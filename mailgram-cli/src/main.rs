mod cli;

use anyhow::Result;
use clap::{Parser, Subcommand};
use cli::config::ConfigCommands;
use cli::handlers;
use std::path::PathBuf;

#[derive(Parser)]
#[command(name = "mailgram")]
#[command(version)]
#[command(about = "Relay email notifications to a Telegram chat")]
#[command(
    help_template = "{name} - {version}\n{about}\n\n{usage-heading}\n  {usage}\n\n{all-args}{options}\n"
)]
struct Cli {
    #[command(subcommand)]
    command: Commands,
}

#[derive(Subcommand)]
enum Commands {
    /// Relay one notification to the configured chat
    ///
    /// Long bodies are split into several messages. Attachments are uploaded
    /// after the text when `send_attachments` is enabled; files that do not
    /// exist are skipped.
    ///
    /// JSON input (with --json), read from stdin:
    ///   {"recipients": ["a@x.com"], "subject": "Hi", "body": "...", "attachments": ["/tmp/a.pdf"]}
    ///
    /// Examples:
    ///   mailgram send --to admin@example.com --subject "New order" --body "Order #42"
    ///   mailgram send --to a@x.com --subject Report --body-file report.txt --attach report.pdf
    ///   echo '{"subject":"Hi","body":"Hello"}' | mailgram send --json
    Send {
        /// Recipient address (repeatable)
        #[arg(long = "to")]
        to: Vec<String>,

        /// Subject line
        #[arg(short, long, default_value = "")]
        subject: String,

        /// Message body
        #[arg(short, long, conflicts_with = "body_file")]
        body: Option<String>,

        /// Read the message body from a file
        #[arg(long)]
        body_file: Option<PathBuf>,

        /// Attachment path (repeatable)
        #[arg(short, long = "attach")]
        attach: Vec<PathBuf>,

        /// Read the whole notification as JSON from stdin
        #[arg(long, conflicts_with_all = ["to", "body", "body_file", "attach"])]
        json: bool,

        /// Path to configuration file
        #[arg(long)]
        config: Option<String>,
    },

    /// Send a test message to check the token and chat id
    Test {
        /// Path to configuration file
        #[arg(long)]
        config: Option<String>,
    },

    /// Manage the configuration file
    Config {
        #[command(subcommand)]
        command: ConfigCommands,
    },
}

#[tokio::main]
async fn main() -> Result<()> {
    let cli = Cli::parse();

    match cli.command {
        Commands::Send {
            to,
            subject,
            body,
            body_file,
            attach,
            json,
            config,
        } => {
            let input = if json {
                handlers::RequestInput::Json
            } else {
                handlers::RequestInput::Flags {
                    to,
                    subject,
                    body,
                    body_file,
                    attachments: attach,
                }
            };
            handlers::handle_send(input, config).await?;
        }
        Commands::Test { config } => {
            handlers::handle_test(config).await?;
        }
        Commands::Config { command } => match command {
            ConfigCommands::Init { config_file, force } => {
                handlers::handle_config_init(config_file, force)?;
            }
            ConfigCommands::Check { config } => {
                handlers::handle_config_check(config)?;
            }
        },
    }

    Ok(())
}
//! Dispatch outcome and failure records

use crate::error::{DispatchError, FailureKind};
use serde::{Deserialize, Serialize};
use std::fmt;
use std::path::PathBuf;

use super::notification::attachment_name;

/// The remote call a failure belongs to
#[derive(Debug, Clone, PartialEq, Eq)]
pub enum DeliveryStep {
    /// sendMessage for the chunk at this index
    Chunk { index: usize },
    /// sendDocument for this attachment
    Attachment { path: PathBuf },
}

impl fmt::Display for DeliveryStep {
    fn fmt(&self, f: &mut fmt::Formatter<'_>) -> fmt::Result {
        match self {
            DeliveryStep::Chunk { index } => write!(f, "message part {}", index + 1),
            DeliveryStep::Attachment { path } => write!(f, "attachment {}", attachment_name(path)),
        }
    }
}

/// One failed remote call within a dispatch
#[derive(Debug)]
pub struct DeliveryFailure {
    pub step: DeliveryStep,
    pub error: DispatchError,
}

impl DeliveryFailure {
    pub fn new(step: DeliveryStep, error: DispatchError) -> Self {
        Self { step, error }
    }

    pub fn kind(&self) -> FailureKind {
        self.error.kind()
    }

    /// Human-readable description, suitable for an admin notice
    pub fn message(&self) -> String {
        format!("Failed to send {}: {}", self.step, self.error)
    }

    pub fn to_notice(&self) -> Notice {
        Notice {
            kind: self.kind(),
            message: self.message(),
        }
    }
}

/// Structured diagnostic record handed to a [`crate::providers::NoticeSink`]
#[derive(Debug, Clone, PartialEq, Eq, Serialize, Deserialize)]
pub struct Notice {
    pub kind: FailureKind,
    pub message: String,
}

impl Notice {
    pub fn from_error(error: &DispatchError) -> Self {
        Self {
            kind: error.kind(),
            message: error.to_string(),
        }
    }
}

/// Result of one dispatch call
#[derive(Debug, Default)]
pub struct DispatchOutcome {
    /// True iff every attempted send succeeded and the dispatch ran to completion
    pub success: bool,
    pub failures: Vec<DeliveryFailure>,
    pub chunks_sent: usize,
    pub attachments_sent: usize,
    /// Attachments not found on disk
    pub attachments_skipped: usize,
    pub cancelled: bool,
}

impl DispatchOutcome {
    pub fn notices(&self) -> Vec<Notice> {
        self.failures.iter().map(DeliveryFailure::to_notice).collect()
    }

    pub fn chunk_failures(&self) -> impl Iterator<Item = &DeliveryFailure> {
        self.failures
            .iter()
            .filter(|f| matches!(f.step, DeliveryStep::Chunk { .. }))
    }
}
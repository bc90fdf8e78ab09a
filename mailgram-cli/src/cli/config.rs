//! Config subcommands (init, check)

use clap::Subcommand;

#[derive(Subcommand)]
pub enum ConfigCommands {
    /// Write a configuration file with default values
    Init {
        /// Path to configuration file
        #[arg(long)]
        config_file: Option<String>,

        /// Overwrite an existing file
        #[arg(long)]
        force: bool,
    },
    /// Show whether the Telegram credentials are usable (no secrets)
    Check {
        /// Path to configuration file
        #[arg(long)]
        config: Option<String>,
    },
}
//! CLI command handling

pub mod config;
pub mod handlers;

****

■ What you are asked to do ■
Reproduce the listing in full, exactly, so that no line is missing.

■ Solution for this exercise ■
filename mailgram-cli/src/main.rs
mod cli;

use anyhow::Result;
use clap::{Parser, Subcommand};
use cli::config::ConfigCommands;
use cli::handlers;
use std::path::PathBuf;

#[derive(Parser)]
#[command(name = "mailgram")]
#[command(version)]
#[command(about = "Relay email notifications to a Telegram chat")]
#[command(
    help_template = "{name} - {version}\n{about}\n\n{usage-heading}\n  {usage}\n\n{all-args}{options}\n"
)]
struct Cli {
    #[command(subcommand)]
    command: Commands,
}

#[derive(Subcommand)]
enum Commands {
    /// Relay one notification to the configured chat
    ///
    /// Long bodies are split into several messages. Attachments are uploaded
    /// after the text when `send_attachments` is enabled; files that do not
    /// exist are skipped.
    ///
    /// JSON input (with --json), read from stdin:
    ///   {"recipients": ["a@x.com"], "subject": "Hi", "body": "...", "attachments": ["/tmp/a.pdf"]}
    ///
    /// Examples:
    ///   mailgram send --to admin@example.com --subject "New order" --body "Order #42"
    ///   mailgram send --to a@x.com --subject Report --body-file report.txt --attach report.pdf
    ///   echo '{"subject":"Hi","body":"Hello"}' | mailgram send --json
    Send {
        /// Recipient address (repeatable)
        #[arg(long = "to")]
        to: Vec<String>,

        /// Subject line
        #[arg(short, long, default_value = "")]
        subject: String,

        /// Message body
        #[arg(short, long, conflicts_with = "body_file")]
        body: Option<String>,

        /// Read the message body from a file
        #[arg(long)]
        body_file: Option<PathBuf>,

        /// Attachment path (repeatable)
        #[arg(short, long = "attach")]
        attach: Vec<PathBuf>,

        /// Read the whole notification as JSON from stdin
        #[arg(long, conflicts_with_all = ["to", "body", "body_file", "attach"])]
        json: bool,

        /// Path to configuration file
        #[arg(long)]
        config: Option<String>,
    },

    /// Send a test message to check the token and chat id
    Test {
        /// Path to configuration file
        #[arg(long)]
        config: Option<String>,
    },

    /// Manage the configuration file
    Config {
        #[command(subcommand)]
        command: ConfigCommands,
    },
}

#[tokio::main]
async fn main() -> Result<()> {
    let cli = Cli::parse();

    match cli.command {
        Commands::Send {
            to,
            subject,
            body,
            body_file,
            attach,
            json,
            config,
        } => {
            let input = if json {
                handlers::RequestInput::Json
            } else {
                handlers::RequestInput::Flags {
                    to,
                    subject,
                    body,
                    body_file,
                    attachments: attach,
                }
            };
            handlers::handle_send(input, config).await?;
        }
        Commands::Test { config } => {
            handlers::handle_test(config).await?;
        }
        Commands::Config { command } => match command {
            ConfigCommands::Init { config_file, force } => {
                handlers::handle_config_init(config_file, force)?;
            }
            ConfigCommands::Check { config } => {
                handlers::handle_config_check(config)?;
            }
        },
    }

    Ok(())
}
//! Dispatch outcome and failure records

use crate::error::{DispatchError, FailureKind};
use serde::{Deserialize, Serialize};
use std::fmt;
use std::path::PathBuf;

use super::notification::attachment_name;

/// The remote call a failure belongs to
#[derive(Debug, Clone, PartialEq, Eq)]
pub enum DeliveryStep {
    /// sendMessage for the chunk at this index
    Chunk { index: usize },
    /// sendDocument for this attachment
    Attachment { path: PathBuf },
}

impl fmt::Display for DeliveryStep {
    fn fmt(&self, f: &mut fmt::Formatter<'_>) -> fmt::Result {
        match self {
            DeliveryStep::Chunk { index } => write!(f, "message part {}", index + 1),
            DeliveryStep::Attachment { path } => write!(f, "attachment {}", attachment_name(path)),
        }
    }
}

/// One failed remote call within a dispatch
#[derive(Debug)]
pub struct DeliveryFailure {
    pub step: DeliveryStep,
    pub error: DispatchError,
}

impl DeliveryFailure {
    pub fn new(step: DeliveryStep, error: DispatchError) -> Self {
        Self { step, error }
    }

    pub fn kind(&self) -> FailureKind {
        self.error.kind()
    }

    /// Human-readable description, suitable for an admin notice
    pub fn message(&self) -> String {
        format!("Failed to send {}: {}", self.step, self.error)
    }

    pub fn to_notice(&self) -> Notice {
        Notice {
            kind: self.kind(),
            message: self.message(),
        }
    }
}

/// Structured diagnostic record handed to a [`crate::providers::NoticeSink`]
#[derive(Debug, Clone, PartialEq, Eq, Serialize, Deserialize)]
pub struct Notice {
    pub kind: FailureKind,
    pub message: String,
}

impl Notice {
    pub fn from_error(error: &DispatchError) -> Self {
        Self {
            kind: error.kind(),
            message: error.to_string(),
        }
    }
}

/// Result of one dispatch call
#[derive(Debug, Default)]
pub struct DispatchOutcome {
    /// True iff every attempted send succeeded and the dispatch ran to completion
    pub success: bool,
    pub failures: Vec<DeliveryFailure>,
    pub chunks_sent: usize,
    pub attachments_sent: usize,
    /// Attachments not found on disk
    pub attachments_skipped: usize,
    pub cancelled: bool,
}

impl DispatchOutcome {
    pub fn notices(&self) -> Vec<Notice> {
        self.failures.iter().map(DeliveryFailure::to_notice).collect()
    }

    pub fn chunk_failures(&self) -> impl Iterator<Item = &DeliveryFailure> {
        self.failures
            .iter()
            .filter(|f| matches!(f.step, DeliveryStep::Chunk { .. }))
    }
}
repository bc90fdf8e78ab09a
filename mailgram-cli/src/cli/config.rs
//! Config subcommands (init, check)

use clap::Subcommand;

#[derive(Subcommand)]
pub enum ConfigCommands {
    /// Write a configuration file with default values
    Init {
        /// Path to configuration file
        #[arg(long)]
        config_file: Option<String>,

        /// Overwrite an existing file
        #[arg(long)]
        force: bool,
    },
    /// Show whether the Telegram credentials are usable (no secrets)
    Check {
        /// Path to configuration file
        #[arg(long)]
        config: Option<String>,
    },
}
//! CLI command handling

pub mod config;
pub mod handlers;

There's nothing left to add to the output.